→ **TO DO**
Which lines of the records below contain the word "String"? Copy each of them out.
### MATERIAL PROVIDED ###
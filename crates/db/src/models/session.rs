//! Session row model.

use filegate_core::session::Session;
use filegate_core::types::{SessionId, Timestamp};
use sqlx::FromRow;

/// A row from the `sessions` table.
#[derive(Debug, Clone, FromRow)]
pub struct SessionRow {
    pub session_id: SessionId,
    pub user_id: String,
    pub access_token_hash: String,
    pub refresh_token_hash: String,
    pub access_expires_at: Timestamp,
    pub refresh_expires_at: Timestamp,
    pub is_active: bool,
    pub device_info: Option<String>,
    pub ip_address: Option<String>,
    pub created_at: Timestamp,
    pub last_activity: Timestamp,
}

impl From<SessionRow> for Session {
    fn from(row: SessionRow) -> Self {
        Session {
            session_id: row.session_id,
            user_id: row.user_id,
            access_token_hash: row.access_token_hash,
            refresh_token_hash: row.refresh_token_hash,
            access_expires_at: row.access_expires_at,
            refresh_expires_at: row.refresh_expires_at,
            is_active: row.is_active,
            device_info: row.device_info,
            ip_address: row.ip_address,
            created_at: row.created_at,
            last_activity: row.last_activity,
        }
    }
}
###
→ **SOLVED EXERCISE**
    pub user_id: String,
    pub access_token_hash: String,
    pub refresh_token_hash: String,
    pub device_info: Option<String>,
    pub ip_address: Option<String>,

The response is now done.